Day 31 - C14 Telescope with SBIG ST9XE Camera
Friday, March 14, 2014 at 4:43PM No Spanish astronomy today - I have taken some remote cluster images from New South Wales that I am working on but thought I would describe my C14 setup with and without a focal reducer. I show an f/6.3 reducer here but have now moved on to a X0.8 reducer.
Camera Setup 1 SBIG ST-9XE with C14 at full focal length
The camera is an SBIG ST-9XE which has a pixel array of 512 X 512 square pixels each of which measures 20 microns on each side.
This gives a CCD side length of 512 X 20 microns which is 10.2 mm. Of course as the CCD is square with square pixels I get a square image. If the camera is used with my f/11 Celestron 14 SCT, which has an clear aperture of 355.5mm ,then the focal length is 11 X 355.5 = 3910 mm. The CCD dimensions and focal length can be used to determine the field of view of the CCD with this particular telescope setup .With a knowledge of the field of view of the entire chip the number of arcseconds per pixel can be determined. The FOV is given by 10.2/3910 radians which is 8.96 minutes of arc. The number of arc seconds per pixel will therefore be 8.96X60/512 = 1.05 arcesconds per pixel. This is close to the figure determined by the method below.
The exact scale can be determined by taking an image then finding a plate solution using The Sky which gives the exact number of arcseconds corresponding to each pixel.

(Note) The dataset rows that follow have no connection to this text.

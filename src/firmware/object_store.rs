//! Blob storage collaborator (C13). Grounded on the original's dummy
//! filesystem-backed `objectstorage.FS`: a flat `root_dir/key` layout with
//! no further structure.

use std::path::{Path, PathBuf};
use std::sync::Arc;

use async_trait::async_trait;
use dashmap::DashMap;
use tokio::fs;

use crate::error::{AfasError, Result};

#[async_trait]
pub trait ObjectStore: Send + Sync {
    async fn get(&self, key: &str) -> Result<Vec<u8>>;
    async fn store(&self, key: &str, blob: &[u8]) -> Result<()>;
}

/// Flat-file object store rooted at `root_dir`, one file per key.
pub struct FsObjectStore {
    root_dir: PathBuf,
}

impl FsObjectStore {
    pub fn new(root_dir: impl Into<PathBuf>) -> Self {
        Self {
            root_dir: root_dir.into(),
        }
    }

    fn path_for(&self, key: &str) -> PathBuf {
        self.root_dir.join(key)
    }
}

#[async_trait]
impl ObjectStore for FsObjectStore {
    async fn get(&self, key: &str) -> Result<Vec<u8>> {
        fs::read(self.path_for(key)).await.map_err(|e| {
            if e.kind() == std::io::ErrorKind::NotFound {
                AfasError::NotFound(format!("object '{key}'"))
            } else {
                AfasError::Internal(format!("reading object '{key}': {e}"))
            }
        })
    }

    async fn store(&self, key: &str, blob: &[u8]) -> Result<()> {
        let path = self.path_for(key);
        if let Some(parent) = Path::new(&path).parent() {
            fs::create_dir_all(parent)
                .await
                .map_err(|e| AfasError::Internal(format!("creating object dir: {e}")))?;
        }
        fs::write(&path, blob)
            .await
            .map_err(|e| AfasError::Internal(format!("writing object '{key}': {e}")))
    }
}

/// In-memory object store used by default and in tests.
#[derive(Default)]
pub struct InMemoryObjectStore {
    blobs: DashMap<String, Arc<[u8]>>,
}

impl InMemoryObjectStore {
    pub fn new() -> Self {
        Self::default()
    }
}

#[async_trait]
impl ObjectStore for InMemoryObjectStore {
    async fn get(&self, key: &str) -> Result<Vec<u8>> {
        self.blobs
            .get(key)
            .map(|b| b.to_vec())
            .ok_or_else(|| AfasError::NotFound(format!("object '{key}'")))
    }

    async fn store(&self, key: &str, blob: &[u8]) -> Result<()> {
        self.blobs.insert(key.to_string(), Arc::from(blob));
        Ok(())
    }
}

#[cfg(test)]
mod tests {
    use super::*;

    #[tokio::test]
    async fn in_memory_roundtrips() {
        let store = InMemoryObjectStore::new();
        store.store("abc", b"hello").await.unwrap();
        assert_eq!(store.get("abc").await.unwrap(), b"hello");
    }

    #[tokio::test]
    async fn in_memory_missing_key_is_not_found() {
        let store = InMemoryObjectStore::new();
        assert!(matches!(
            store.get("missing").await,
            Err(AfasError::NotFound(_))
        ));
    }

    #[tokio::test]
    async fn fs_store_roundtrips_through_tempdir() {
        let dir = tempfile::tempdir().unwrap();
        let store = FsObjectStore::new(dir.path());
        store.store("blob-1", b"firmware bytes").await.unwrap();
        let read_back = store.get("blob-1").await.unwrap();
        assert_eq!(read_back, b"firmware bytes");
    }

    #[tokio::test]
    async fn fs_missing_key_is_not_found() {
        let dir = tempfile::tempdir().unwrap();
        let store = FsObjectStore::new(dir.path());
        assert!(matches!(
            store.get("nope").await,
            Err(AfasError::NotFound(_))
        ));
    }
}
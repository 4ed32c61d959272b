//! Analyzer contract (C6): stable identity, declared requirements, and the
//! async `run` entry point every analyzer implements.

use std::collections::BTreeSet;

use async_trait::async_trait;
use serde::{Deserialize, Serialize};

use crate::artifact::ArtifactKind;
use crate::error::Result;

pub type AnalyzerId = &'static str;

/// Fully materialized, per-analyzer typed input produced by the data
/// calculator (C7). One variant per analyzer family; adding an analyzer
/// that needs a new input shape adds a variant here.
#[derive(Clone, Debug, Serialize, Deserialize)]
#[serde(tag = "kind", content = "data")]
pub enum AnalyzerInput {
    IntelAcmPolicy {
        original_firmware: Vec<u8>,
    },
    Pcr0Replay {
        event_log: Vec<u8>,
        reported_pcr0: Vec<u8>,
        original_firmware: Vec<u8>,
    },
}

#[derive(Clone, Debug, Serialize, Deserialize)]
pub struct AnalyzerOutput {
    pub passed: bool,
    pub detail: String,
}

#[async_trait]
pub trait Analyzer: Send + Sync {
    fn id(&self) -> AnalyzerId;
    /// Artifact kinds (including the synthetic `OriginalFirmware`) this
    /// analyzer requires to materialize its `AnalyzerInput`.
    fn required_artifact_kinds(&self) -> BTreeSet<ArtifactKind>;
    async fn run(&self, input: &AnalyzerInput) -> Result<AnalyzerOutput>;
}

Here is an example. The image below was taken with the set up described above.
The astrometric solution gives the scale of 1.09 arcseconds per pixel.
So this means with 512 pixels, the exact size of each image is 512 X 1.09 arcseconds = 558.08" = 9.3'
So the Field of View with this set up is 9.3 arc minutes X 9.3 arc minutes.
Note also that the position angle from North is 0.19 degrees which is an acceptable value. It is not essential to have the camera with North at the top but avoids having to rotate the image to give a North up view.
Camera Setup 2 SBIG ST-9XE with C14 with f/6.3 Focal Reducer
If an f/6.3 focal reducer is used the calculations are as follows.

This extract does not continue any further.